Carat / Cómo funciona

Qué pasa entre la fotografía y la cifra

Carat hace dos trabajos distintos, en ese orden. Primero decide qué es la pieza. Solo después busca en cuánto se vendieron hace poco piezas como esa. Mantenerlos separados es lo que impide que una identificación optimista infle un precio.

Lee la pieza antes de leer el mercado

La primera pasada mira solo las fotografías: el metal y su color, la superficie y el desgaste, el estilo del engaste, el corte y las proporciones de cada piedra y cualquier marca grabada en el metal. En este paso no entra nada del precio, porque una valuación que se filtra hacia atrás, hasta la identificación, entrega la respuesta que usted esperaba y no la que tiene enfrente.

Los contrastes se transcriben, no se acomodan

Una marca se cita exactamente como aparece —«750», «PT950», un león pasante, una letra de año— y se califica como clara, parcial o ilegible. Carat dice qué significa una marca y con cuánta confianza lo dice; cuando una marca está gastada, lo advierte en lugar de elegir la lectura más conveniente.

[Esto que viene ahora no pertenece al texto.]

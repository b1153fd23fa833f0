//! Command implementations.
//!
//! Each subcommand is implemented in its own module for clean separation.

pub(crate) mod completions;
pub(crate) mod info;
pub(crate) mod ports;
pub(crate) mod run;

use inkkeys::{DEFAULT_PID, DEFAULT_VID, SerialConfig, Target};

use crate::Cli;
use crate::config::Config;

/// Where to look for the keypad: flags first, then config, then the default VID/PID.
pub(crate) fn resolve_target(cli: &Cli, config: &Config) -> Target {
    if let Some(port) = cli
        .port
        .clone()
        .or_else(|| config.port.connection.serial.clone())
    {
        return Target::Port(port);
    }

    let (vid, pid) = usb_ids(cli, config);
    Target::Usb { vid, pid }
}

/// VID/PID used for discovery and for marking ports in listings.
pub(crate) fn usb_ids(cli: &Cli, config: &Config) -> (u16, u16) {
    (
        cli.vid
            .or(config.device.vid)
            .unwrap_or(DEFAULT_VID),
        cli.pid
            .or(config.device.pid)
            .unwrap_or(DEFAULT_PID),
    )
}

/// Line settings for opened ports.
pub(crate) fn serial_config(config: &Config) -> SerialConfig {
    let mut serial = SerialConfig::default();
    if let Some(baud) = config.port.connection.baud {
        serial.baud_rate = baud;
    }
    serial
}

Un acercamiento nítido del interior del aro vale más que cinco ángulos de la pieza completa.

El veredicto tiene tres grados y siempre muestra sus razones

Probablemente genuina, no concluyente o probablemente simulante. Cada veredicto enumera lo que juega a favor y lo que juega en contra, y nombra la prueba que zanjaría el asunto: una sonda térmica, una lupa de 10 aumentos, una prueba de densidad o un reporte de un laboratorio gemológico. Una fotografía no puede hacer nada de eso, y Carat no finge lo contrario.

El valor se busca, no se recuerda

La segunda pasada lanza una búsqueda en vivo de ventas cerradas recientes de piezas comparables y del precio spot actual del metal, y luego ordena lo que encontró. Cuando esa búsqueda no arroja nada aprovechable, la cifra se marca como estimación en lugar de disfrazarse de dato respaldado, y en ambos casos se enlistan las fuentes.

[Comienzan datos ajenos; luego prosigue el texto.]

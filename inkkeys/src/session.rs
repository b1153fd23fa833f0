//! One connection to a keypad.
//!
//! [`Device`] owns the line transport, the capabilities reported during the
//! handshake, the display replay buffer, the LED fade state and the key
//! callbacks. The transport sits behind a mutex: request/response exchanges
//! hold it for their whole duration, while [`Device::poll`] only takes it to
//! read a single line.

use std::time::{Duration, Instant};

use log::{debug, info, warn};
use parking_lot::Mutex;

use crate::bitmap::Bitmap;
use crate::callback::CallbackTable;
use crate::display::{Layout, Region, ReplayBuffer};
use crate::error::{Error, Result};
use crate::led::{LedAnimator, Rgb};
use crate::port::Port;
use crate::protocol::info::next_line;
use crate::protocol::{
    ACK, Command, DeviceCapabilities, KeyCode, KeyToken, LineTransport, MacroEvent, RefreshKind,
    request_info,
};

/// Time allowed for the info exchange after connecting.
pub const HANDSHAKE_TIMEOUT: Duration = Duration::from_secs(3);

/// Time allowed for a complete refresh exchange.
pub const REFRESH_TIMEOUT: Duration = Duration::from_secs(5);

/// A keypad session.
#[derive(Debug, Default)]
pub struct Device {
    link: Mutex<Option<LineTransport>>,
    caps: Option<DeviceCapabilities>,
    layout: Option<Layout>,
    replay: ReplayBuffer,
    leds: LedAnimator,
    callbacks: CallbackTable,
}

impl Device {
    /// Create a disconnected session.
    pub fn new() -> Self {
        Self::default()
    }

    /// Take over `port` and run the handshake.
    pub fn connect(&mut self, port: Box<dyn Port>) -> Result<DeviceCapabilities> {
        self.connect_with_timeout(port, HANDSHAKE_TIMEOUT)
    }

    /// Like [`connect`](Self::connect) with a custom handshake timeout.
    ///
    /// The port is closed again if the handshake fails or the device runs
    /// the hardware test firmware.
    pub fn connect_with_timeout(
        &mut self,
        port: Box<dyn Port>,
        timeout: Duration,
    ) -> Result<DeviceCapabilities> {
        self.disconnect();

        let name = port.name().to_string();
        info!("Connecting to {name}");
        let mut transport = LineTransport::new(port);

        let caps = match request_info(&mut transport, timeout) {
            Ok(caps) => caps,
            Err(e) => {
                close_quietly(&mut transport);
                return Err(e);
            },
        };

        if caps.test_firmware {
            close_quietly(&mut transport);
            return Err(Error::TestFirmware(name));
        }

        self.layout = Some(Layout::new(&caps));
        self.caps = Some(caps);
        *self.link.lock() = Some(transport);
        info!("Connected to {name}");
        Ok(caps)
    }

    /// Close the port and forget everything tied to the connection.
    ///
    /// Safe to call when already disconnected.
    pub fn disconnect(&mut self) {
        if let Some(mut transport) = self.link.lock().take() {
            info!("Disconnecting from {}", transport.name());
            close_quietly(&mut transport);
        }
        self.caps = None;
        self.layout = None;
        self.replay.clear();
        self.leds.clear();
        self.callbacks.clear_all();
    }

    /// Whether a port is attached.
    pub fn is_connected(&self) -> bool {
        self.link.lock().is_some()
    }

    /// Name of the attached port.
    pub fn port_name(&self) -> Option<String> {
        self.link
            .lock()
            .as_ref()
            .map(|t| t.name().to_string())
    }

    /// Capabilities reported by the last handshake.
    pub fn capabilities(&self) -> Option<DeviceCapabilities> {
        self.caps
    }

    /// Region table for the connected panel.
    pub fn layout(&self) -> Option<&Layout> {
        self.layout.as_ref()
    }

    /// Patches waiting for the next refresh.
    pub fn pending_patches(&self) -> usize {
        self.replay.len()
    }

    /// Read at most one inbound line and dispatch it if it is a key event.
    ///
    /// Returns the token that was read. Response lines arriving outside an
    /// exchange are dropped.
    pub fn poll(&mut self) -> Result<Option<KeyToken>> {
        let line = {
            let mut link = self.link.lock();
            let transport = link
                .as_mut()
                .ok_or(Error::NotConnected)?;
            transport.read_line()?
        };

        let Some(line) = line else {
            return Ok(None);
        };
        let Some(token) = KeyToken::parse(&line) else {
            debug!("Ignoring line: {line:?}");
            return Ok(None);
        };

        debug!("Key event {token}");
        if let Some(handler) = self.callbacks.handler(token) {
            handler.invoke(self)?;
        }
        Ok(Some(token))
    }

    /// Encode and send one command.
    pub fn send(&self, command: &Command<'_>) -> Result<()> {
        let mut link = self.link.lock();
        let transport = link
            .as_mut()
            .ok_or(Error::NotConnected)?;
        transport.write(&command.encode())
    }

    /// Bind a macro sequence to a key edge on the device.
    ///
    /// An empty sequence clears the binding.
    pub fn assign_key(&self, key: KeyCode, events: &[MacroEvent]) -> Result<()> {
        if !key.is_valid() {
            return Err(Error::InvalidKey(key.to_string()));
        }
        self.send(&Command::Assign { key, events })
    }

    /// Draw `bitmap` at `(x, y)` and remember it for the next refresh.
    pub fn send_image(&mut self, x: u32, y: u32, bitmap: &Bitmap) -> Result<()> {
        if !self.is_connected() {
            return Err(Error::NotConnected);
        }
        self.replay.record(x, y, bitmap.clone());
        self.send(&Command::Display { x, y, bitmap })
    }

    /// Draw `bitmap` into a layout region, rescaling it to fit.
    pub fn send_region(&mut self, region: Region, bitmap: &Bitmap) -> Result<()> {
        let rect = self
            .layout
            .as_ref()
            .ok_or(Error::NotConnected)?
            .rect(region)?;

        if bitmap.size() == rect.size() {
            self.send_image(rect.x, rect.y, bitmap)
        } else {
            debug!(
                "Rescaling {region} image from {:?} to {:?}",
                bitmap.size(),
                rect.size()
            );
            let scaled = bitmap.resized(rect.width, rect.height);
            self.send_image(rect.x, rect.y, &scaled)
        }
    }

    /// Refresh the panel and resend everything drawn since the last refresh.
    pub fn refresh(&mut self, full: bool) -> Result<()> {
        self.refresh_with_timeout(full, REFRESH_TIMEOUT)
    }

    /// Like [`refresh`](Self::refresh) with a custom timeout covering the
    /// whole exchange.
    pub fn refresh_with_timeout(&mut self, full: bool, timeout: Duration) -> Result<()> {
        let kind = if full {
            RefreshKind::Full
        } else {
            RefreshKind::Partial
        };

        let mut link = self.link.lock();
        let transport = link
            .as_mut()
            .ok_or(Error::NotConnected)?;
        let start = Instant::now();

        transport.write(&Command::Refresh(kind).encode())?;
        wait_for_ack(transport, start, timeout)?;

        let patches = self.replay.take();
        debug!("Replaying {} patches", patches.len());
        for patch in &patches {
            let replay = Command::Display {
                x: patch.x,
                y: patch.y,
                bitmap: &patch.bitmap,
            };
            transport.write(&replay.encode())?;
        }

        transport.write(&Command::Refresh(RefreshKind::Off).encode())?;
        wait_for_ack(transport, start, timeout)
    }

    /// Set every LED and restart the hold-then-fade timer.
    ///
    /// Colors are padded with black or truncated to the reported LED count.
    pub fn set_leds(&mut self, colors: &[Rgb]) -> Result<()> {
        let mut colors = colors.to_vec();
        if let Some(led_count) = self.caps.map(|c| c.led_count) {
            if colors.len() != led_count {
                warn!("Got {} LED colors for {led_count} LEDs, adjusting", colors.len());
                colors.resize(led_count, Rgb::BLACK);
            }
        }

        self.send(&Command::Led(&colors))?;
        self.leds.set(colors, Instant::now());
        Ok(())
    }

    /// Advance the LED fade, sending a frame when one is due.
    pub fn fade_leds(&mut self) -> Result<()> {
        self.fade_leds_at(Instant::now())
    }

    /// [`fade_leds`](Self::fade_leds) at an explicit instant.
    pub fn fade_leds_at(&mut self, now: Instant) -> Result<()> {
        let led_count = self.caps.map_or(0, |c| c.led_count);
        match self.leds.step(now, led_count) {
            Some(frame) => self.send(&Command::Led(&frame)),
            None => Ok(()),
        }
    }

    /// Whether LEDs are being held or faded.
    pub fn leds_active(&self) -> bool {
        self.leds.is_active()
    }

    /// Run `callback` whenever `key` is reported.
    pub fn register_callback<F>(&mut self, key: KeyCode, callback: F)
    where
        F: Fn(&mut Self) -> Result<()> + Send + Sync + 'static,
    {
        self.callbacks.register(key, callback);
    }

    /// Run `callback` with the value of every absolute jog position report.
    pub fn register_jog_callback<F>(&mut self, callback: F)
    where
        F: Fn(&mut Self, i32) -> Result<()> + Send + Sync + 'static,
    {
        self.callbacks.register_jog(callback);
    }

    /// Remove the callback for `key`.
    pub fn clear_callback(&mut self, key: KeyCode) {
        self.callbacks.clear(key);
    }

    /// Remove the jog-position callback.
    pub fn clear_jog_callback(&mut self) {
        self.callbacks.clear_jog();
    }

    /// Remove every callback.
    pub fn clear_callbacks(&mut self) {
        self.callbacks.clear_all();
    }
}

impl Drop for Device {
    fn drop(&mut self) {
        if let Some(mut transport) = self.link.get_mut().take() {
            close_quietly(&mut transport);
        }
    }
}

fn wait_for_ack(transport: &mut LineTransport, start: Instant, timeout: Duration) -> Result<()> {
    loop {
        let line = next_line(transport, start, timeout, Error::RefreshTimeout)?;
        if line == ACK {
            return Ok(());
        }
        debug!("Dropping {line:?} while waiting for {ACK:?}");
    }
}

fn close_quietly(transport: &mut LineTransport) {
    if let Err(e) = transport.close() {
        warn!("Failed to close {}: {e}", transport.name());
    }
}
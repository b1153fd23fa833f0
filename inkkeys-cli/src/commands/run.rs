//! The default command: keep the keypad connected and drive its modes.

use anyhow::{Context, Result};
use console::style;
use inkkeys::{CancelToken, Device, Scheduler, SerialConnector, Supervisor, Target};
use log::info;

use crate::config::Config;
use crate::inspect::ProcfsInspector;
use crate::modes::build_entries;

/// Install a Ctrl+C handler that sets the returned token.
fn setup_interrupt_handler() -> Result<CancelToken> {
    let cancel = CancelToken::new();
    let handler_token = cancel.clone();

    ctrlc::set_handler(move || {
        handler_token.cancel();
    })
    .context("Failed to install the Ctrl+C handler")?;

    Ok(cancel)
}

/// Run command implementation.
pub(crate) fn cmd_run(config: &Config, target: Target) -> Result<()> {
    let entries = build_entries(config)?;
    let inspector = ProcfsInspector::new(config.window_command.clone());
    let mut scheduler = Scheduler::new(entries, Box::new(inspector));

    match &target {
        Target::Port(name) => info!("Using serial port {name}"),
        Target::Usb { vid, pid } => info!("Looking for the keypad at VID:{vid:04X} PID:{pid:04X}"),
    }
    eprintln!("{}", style("Press Ctrl+C to quit").dim());

    let cancel = setup_interrupt_handler()?;
    let connector = SerialConnector::new(target).with_config(super::serial_config(config));
    let mut device = Device::new();
    Supervisor::new(connector).run(&mut device, &mut scheduler, &cancel);

    Ok(())
}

Tres mercados, porque no hay un precio único

La fundición es solo el metal: peso por ley por cotización, y es el piso de cualquier pieza de oro. La reventa es el precio al que de verdad cambian de manos las piezas comparables de segunda mano. La reposición a precio de tienda es lo que cobraría un comercio por algo parecido, que es la cifra que pide una aseguradora. La mayoría de las joyas se revende muy por debajo del precio de tienda, y una sola cifra lo ocultaría.

Pregunte al gemólogo por su pieza

El dossier es el principio de una conversación, no el final. Puede hacer preguntas de seguimiento sobre la pieza —cómo limpiarla, dónde venderla, qué significa una marca en particular, qué confirmaría la piedra— y las respuestas siguen ligadas al dossier escrito para sus fotografías.

Lo que no va a hacer

  • No va a distinguir un diamante de laboratorio de uno natural. Son el mismo material; solo los instrumentos de un laboratorio gemológico los separan de manera confiable.
  • No va a pesar una piedra. El peso en quilates sacado de una foto es una estimación por proporciones, no una medición.
  • No va a valuar el apego sentimental, la procedencia sin documentos ni un estado de conservación que no se vea en los ángulos que entregó.
  • No va a reemplazar a un valuador calificado. Para un seguro, una sucesión o una venta importante, lleve la pieza con uno.